Summary
Materialize has a dedicated QA team, currently consisting of two members. Developers at Materialize are encouraged to write their own tests for the features that they work on. This adds another layer of quality assurance to our process. The QAteam writes tests using the least powerful tool that covers the feature in question.
Unit tests are an area the QA team is rarely involved in, since our approach is to consider all of Materialize as one system. Miri is a Rust interpreter that can run a subset of our unit tests and detect undefined behavior. The rest of this blog will describe tests utilizing a more full-fledged Materialize instance.
Toxiproxy is a TCP proxy that can simulate various network problems. Materialize uses Toxipoxy to verify that it recovers properly from connection problems. The tool is also used to test the reliability of Materialize’s database queries. It is also a way to test Materialize's database queries against other databases.

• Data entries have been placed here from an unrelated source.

// ── Backend gateway ──
//
// Typed wrappers over `Backend::invoke`. Each method issues one command and
// narrows the response to the variant that command produces.

use pcap2socks_api::{
    Backend, Command, InterfaceInfo, Request, Response, RunPayload, RunResponse, StatusResponse,
    TestPayload, TestResponse,
};
use tracing::{debug, warn};

use crate::error::CoreError;

/// Typed command surface over any [`Backend`].
pub struct Gateway<B> {
    backend: B,
}

impl<B: Backend> Gateway<B> {
    pub fn new(backend: B) -> Self {
        Self { backend }
    }

    pub fn backend(&self) -> &B {
        &self.backend
    }

    async fn call(&self, request: Request) -> Result<Response, CoreError> {
        let command = request.command();
        debug!(%command, "invoking backend");
        match self.backend.invoke(request).await {
            Ok(response) if response.command() == command => Ok(response),
            Ok(response) => {
                warn!(%command, actual = %response.command(), "mismatched backend response");
                Err(CoreError::UnexpectedResponse {
                    command,
                    actual: response.command(),
                })
            }
            Err(e) => {
                warn!(%command, error = %e, "backend command failed");
                Err(CoreError::backend(command, &e))
            }
        }
    }

    pub async fn list_interfaces(&self) -> Result<Vec<InterfaceInfo>, CoreError> {
        match self.call(Request::ListInterfaces).await? {
            Response::Interfaces(list) => Ok(list),
            other => Err(mismatch(Command::ListInterfaces, &other)),
        }
    }

    pub async fn run(&self, payload: RunPayload) -> Result<RunResponse, CoreError> {
        match self.call(Request::Run { payload }).await? {
            Response::Run(resp) => Ok(resp),
            other => Err(mismatch(Command::Run, &other)),
        }
    }

    pub async fn stop(&self) -> Result<(), CoreError> {
        match self.call(Request::Stop).await? {
            Response::Stopped => Ok(()),
            other => Err(mismatch(Command::Stop, &other)),
        }
    }

    pub async fn test(&self, payload: TestPayload) -> Result<TestResponse, CoreError> {
        match self.call(Request::Test { payload }).await? {
            Response::Test(resp) => Ok(resp),
            other => Err(mismatch(Command::Test, &other)),
        }
    }

    pub async fn status(&self) -> Result<StatusResponse, CoreError> {
        match self.call(Request::GetStatus).await? {
            Response::Status(resp) => Ok(resp),
            other => Err(mismatch(Command::GetStatus, &other)),
        }
    }
}

fn mismatch(command: Command, actual: &Response) -> CoreError {
    CoreError::UnexpectedResponse {
        command,
        actual: actual.command(),
    }
}

#[cfg(test)]
#[allow(clippy::unwrap_used)]
mod tests {
    use pcap2socks_api::Error;

    use super::*;

    /// Answers every command with the same canned result.
    struct Canned(fn() -> Result<Response, Error>);

    impl Backend for Canned {
        async fn invoke(&self, _request: Request) -> Result<Response, Error> {
            (self.0)()
        }
    }

    #[tokio::test]
    async fn backend_message_is_kept_verbatim() {
        let gw = Gateway::new(Canned(|| {
            Err(Error::Backend {
                message: "Cannot open device".into(),
            })
        }));
        let err = gw.stop().await.unwrap_err();
        assert!(matches!(
            &err,
            CoreError::Backend { command: Command::Stop, message } if message == "Cannot open device"
        ));
        assert_eq!(err.to_string(), "stop failed: Cannot open device");
    }

    #[tokio::test]
    async fn transport_failures_are_rewrapped() {
        let gw = Gateway::new(Canned(|| Err(Error::Timeout { timeout_secs: 3 })));
        let err = gw.status().await.unwrap_err();
        assert!(matches!(
            err,
            CoreError::Backend { command: Command::GetStatus, ref message } if message.contains("3s")
        ));
    }

    #[tokio::test]
    async fn mismatched_variant_is_rejected() {
        let gw = Gateway::new(Canned(|| Ok(Response::Stopped)));
        let err = gw.list_interfaces().await.unwrap_err();
        assert!(matches!(
            err,
            CoreError::UnexpectedResponse {
                command: Command::ListInterfaces,
                actual: Command::Stop
            }
        ));
        assert!(gw.stop().await.is_ok());
    }
}
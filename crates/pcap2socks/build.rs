use std::fs;
use std::path::Path;

use clap::CommandFactory;

// cli.rs only needs clap and clap_complete, both build-dependencies.
#[path = "src/cli.rs"]
mod cli;

fn main() {
    println!("cargo::rerun-if-changed=src/cli.rs");

    let out_dir = std::env::var_os("OUT_DIR").expect("OUT_DIR not set by Cargo");
    let man_dir = Path::new(&out_dir).join("man");
    fs::create_dir_all(&man_dir).expect("failed to create man output directory");

    write_manpages(&cli::Cli::command(), &man_dir);
}

/// One page per command, named `pcap2socks-config-show.1` and so on.
fn write_manpages(cmd: &clap::Command, dir: &Path) {
    let name = cmd.get_name().to_owned();
    let path = dir.join(format!("{name}.1"));

    let mut page = Vec::new();
    clap_mangen::Man::new(cmd.clone())
        .render(&mut page)
        .unwrap_or_else(|e| panic!("failed to render man page for `{name}`: {e}"));
    fs::write(&path, page).unwrap_or_else(|e| panic!("failed to write {}: {e}", path.display()));

    for sub in cmd.get_subcommands().filter(|s| !s.is_hide_set()) {
        write_manpages(&sub.clone().name(format!("{name}-{}", sub.get_name())), dir);
    }
}
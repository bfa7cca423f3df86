//! Shared configuration for the pcap2socks CLI and TUI.
//!
//! TOML settings layered with environment overrides, plus the on-disk
//! storage for the wizard's saved configuration slots and proxy
//! export/import files.

pub mod slots;

use std::path::{Path, PathBuf};
use std::time::Duration;

use directories::ProjectDirs;
use figment::{
    Figment,
    providers::{Env, Format, Serialized, Toml},
};
use serde::{Deserialize, Serialize};
use thiserror::Error;
use url::Url;

pub use slots::{FileSlots, export_proxy, import_proxy};

/// Default backend invoke endpoint.
pub const DEFAULT_ENDPOINT: &str = "http://127.0.0.1:7171/invoke";

// ── Error ───────────────────────────────────────────────────────────

#[derive(Debug, Error)]
pub enum ConfigError {
    #[error("invalid {field}: {reason}")]
    Validation { field: String, reason: String },

    #[error("{} does not contain a valid proxy configuration", path.display())]
    InvalidProxy { path: PathBuf },

    #[error("failed to serialize settings: {0}")]
    Serialization(#[from] toml::ser::Error),

    #[error("settings loading failed: {0}")]
    Figment(Box<figment::Error>),

    #[error("IO error: {0}")]
    Io(#[from] std::io::Error),
}

impl From<figment::Error> for ConfigError {
    fn from(err: figment::Error) -> Self {
        Self::Figment(Box::new(err))
    }
}

// ── Settings ────────────────────────────────────────────────────────

/// Top-level TOML settings shared by CLI and TUI.
#[derive(Debug, Clone, PartialEq, Eq, Deserialize, Serialize)]
pub struct Settings {
    #[serde(default)]
    pub backend: BackendSettings,

    /// Status polling period while running.
    #[serde(default = "default_status_interval_ms")]
    pub status_interval_ms: u64,

    /// Where saved configuration slots live. Defaults to the platform data
    /// directory.
    #[serde(default, skip_serializing_if = "Option::is_none")]
    pub data_dir: Option<PathBuf>,
}

impl Default for Settings {
    fn default() -> Self {
        Self {
            backend: BackendSettings::default(),
            status_interval_ms: default_status_interval_ms(),
            data_dir: None,
        }
    }
}

#[derive(Debug, Clone, PartialEq, Eq, Deserialize, Serialize)]
pub struct BackendSettings {
    #[serde(default = "default_endpoint")]
    pub endpoint: String,

    /// Per-request timeout in seconds.
    #[serde(default = "default_timeout_secs")]
    pub timeout_secs: u64,
}

impl Default for BackendSettings {
    fn default() -> Self {
        Self {
            endpoint: default_endpoint(),
            timeout_secs: default_timeout_secs(),
        }
    }
}

fn default_endpoint() -> String {
    DEFAULT_ENDPOINT.into()
}
fn default_timeout_secs() -> u64 {
    30
}
fn default_status_interval_ms() -> u64 {
    1000
}

impl Settings {
    pub fn endpoint_url(&self) -> Result<Url, ConfigError> {
        Url::parse(&self.backend.endpoint).map_err(|e| ConfigError::Validation {
            field: "backend.endpoint".into(),
            reason: e.to_string(),
        })
    }

    pub fn timeout(&self) -> Duration {
        Duration::from_secs(self.backend.timeout_secs)
    }

    /// Polling period, never shorter than 100 ms.
    pub fn status_interval(&self) -> Duration {
        Duration::from_millis(self.status_interval_ms.max(100))
    }

    /// Directory holding the saved configuration slots.
    pub fn data_dir(&self) -> PathBuf {
        self.data_dir.clone().unwrap_or_else(default_data_dir)
    }

    pub fn slots(&self) -> FileSlots {
        FileSlots::new(self.data_dir())
    }
}

// ── Paths ───────────────────────────────────────────────────────────

fn project_dirs() -> Option<ProjectDirs> {
    ProjectDirs::from("", "", "pcap2socks")
}

fn home_fallback(parts: &[&str]) -> PathBuf {
    let mut p = PathBuf::from(std::env::var("HOME").unwrap_or_else(|_| ".".into()));
    p.extend(parts);
    p
}

/// Resolve the settings file path via XDG / platform conventions.
pub fn settings_path() -> PathBuf {
    project_dirs().map_or_else(
        || home_fallback(&[".config", "pcap2socks", "config.toml"]),
        |dirs| dirs.config_dir().join("config.toml"),
    )
}

fn default_data_dir() -> PathBuf {
    project_dirs().map_or_else(
        || home_fallback(&[".local", "share", "pcap2socks"]),
        |dirs| dirs.data_dir().to_path_buf(),
    )
}

// ── Loading ─────────────────────────────────────────────────────────

/// Load settings from defaults, the settings file and `PCAP2SOCKS_*`
/// environment variables, in increasing precedence.
///
/// Nested keys use a double underscore: `PCAP2SOCKS_BACKEND__ENDPOINT`.
pub fn load_settings() -> Result<Settings, ConfigError> {
    load_settings_from(&settings_path())
}

pub fn load_settings_from(path: &Path) -> Result<Settings, ConfigError> {
    let figment = Figment::new()
        .merge(Serialized::defaults(Settings::default()))
        .merge(Toml::file(path))
        .merge(Env::prefixed("PCAP2SOCKS_").split("__"));

    Ok(figment.extract()?)
}

/// Load settings, falling back to defaults when loading fails.
pub fn load_settings_or_default() -> Settings {
    load_settings().unwrap_or_else(|e| {
        tracing::warn!(error = %e, "using default settings");
        Settings::default()
    })
}

// ── Saving ──────────────────────────────────────────────────────────

/// Serialize settings to TOML at the canonical settings path.
pub fn save_settings(settings: &Settings) -> Result<PathBuf, ConfigError> {
    let path = settings_path();
    save_settings_to(&path, settings)?;
    Ok(path)
}

pub fn save_settings_to(path: &Path, settings: &Settings) -> Result<(), ConfigError> {
    if let Some(parent) = path.parent() {
        std::fs::create_dir_all(parent)?;
    }
    let toml_str = toml::to_string_pretty(settings)?;
    std::fs::write(path, toml_str)?;
    Ok(())
}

SQLsmith and SQLancer are both open source tools that work for many different DBMSes. They don’t utilize some of the most interesting parts of Materialize, like sources, sinks and materialized views. Zippy creates random Testdrive fragments which ingest data into Materialize.
Introducing full code coverage for a mature project is difficult, and code coverage can easily be gamed. Instead, we opted for checking the code coverage of risky pull requests. Sanitizers like the Address Sanitizer in all of our code, including the C/C++ libraries, for extended testing.